=== Section Start ===
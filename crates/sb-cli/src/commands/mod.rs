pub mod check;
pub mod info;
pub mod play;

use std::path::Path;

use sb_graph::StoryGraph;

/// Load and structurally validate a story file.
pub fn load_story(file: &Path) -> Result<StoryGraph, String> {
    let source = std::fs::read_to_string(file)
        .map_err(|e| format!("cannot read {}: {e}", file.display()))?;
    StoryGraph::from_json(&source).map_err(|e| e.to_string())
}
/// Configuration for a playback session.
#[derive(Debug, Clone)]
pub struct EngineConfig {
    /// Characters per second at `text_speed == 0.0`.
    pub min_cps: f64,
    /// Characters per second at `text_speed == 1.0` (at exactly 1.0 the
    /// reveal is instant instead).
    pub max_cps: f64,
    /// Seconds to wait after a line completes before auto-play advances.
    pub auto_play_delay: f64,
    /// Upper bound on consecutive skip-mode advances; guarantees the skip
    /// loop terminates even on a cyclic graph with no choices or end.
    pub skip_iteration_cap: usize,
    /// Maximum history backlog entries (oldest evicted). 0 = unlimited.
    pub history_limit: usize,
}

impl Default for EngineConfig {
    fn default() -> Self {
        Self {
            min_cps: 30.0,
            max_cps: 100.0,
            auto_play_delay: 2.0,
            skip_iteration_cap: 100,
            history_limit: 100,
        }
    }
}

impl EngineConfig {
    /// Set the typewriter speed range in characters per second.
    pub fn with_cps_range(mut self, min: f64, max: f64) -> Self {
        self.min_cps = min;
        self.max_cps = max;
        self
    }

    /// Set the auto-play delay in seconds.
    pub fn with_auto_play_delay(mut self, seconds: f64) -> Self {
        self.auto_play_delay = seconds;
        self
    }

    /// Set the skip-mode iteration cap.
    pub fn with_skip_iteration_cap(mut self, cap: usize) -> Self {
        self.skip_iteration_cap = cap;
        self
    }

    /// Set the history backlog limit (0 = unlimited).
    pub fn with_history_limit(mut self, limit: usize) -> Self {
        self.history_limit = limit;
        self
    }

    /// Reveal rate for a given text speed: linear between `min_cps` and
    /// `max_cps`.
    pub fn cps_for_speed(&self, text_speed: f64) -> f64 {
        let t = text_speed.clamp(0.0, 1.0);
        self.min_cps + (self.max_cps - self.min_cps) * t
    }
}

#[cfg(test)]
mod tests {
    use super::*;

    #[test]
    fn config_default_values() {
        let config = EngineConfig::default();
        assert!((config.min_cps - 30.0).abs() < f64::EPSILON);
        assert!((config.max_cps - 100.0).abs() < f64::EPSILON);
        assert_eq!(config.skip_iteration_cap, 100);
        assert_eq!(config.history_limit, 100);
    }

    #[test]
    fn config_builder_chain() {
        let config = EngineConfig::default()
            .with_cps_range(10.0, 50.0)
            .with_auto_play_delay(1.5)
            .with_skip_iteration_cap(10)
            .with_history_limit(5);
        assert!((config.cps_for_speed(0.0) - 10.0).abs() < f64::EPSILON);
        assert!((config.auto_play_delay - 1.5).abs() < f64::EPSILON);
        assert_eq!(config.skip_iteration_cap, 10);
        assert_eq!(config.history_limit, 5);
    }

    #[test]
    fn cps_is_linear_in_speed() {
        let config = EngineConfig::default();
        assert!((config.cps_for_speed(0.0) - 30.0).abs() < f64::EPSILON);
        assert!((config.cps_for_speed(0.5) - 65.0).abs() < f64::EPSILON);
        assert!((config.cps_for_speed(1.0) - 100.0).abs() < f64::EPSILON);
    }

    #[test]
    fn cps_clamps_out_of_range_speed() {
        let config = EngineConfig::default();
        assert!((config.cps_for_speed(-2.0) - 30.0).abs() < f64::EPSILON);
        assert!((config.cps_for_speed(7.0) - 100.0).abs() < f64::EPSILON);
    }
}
=== Section End ===
## Work request
If a line of the records above holds the word "EngineConfig", show it.

## Answer to the problem
pub struct EngineConfig {
impl Default for EngineConfig {
impl EngineConfig {
        let config = EngineConfig::default();
        let config = EngineConfig::default()
        let config = EngineConfig::default();
        let config = EngineConfig::default();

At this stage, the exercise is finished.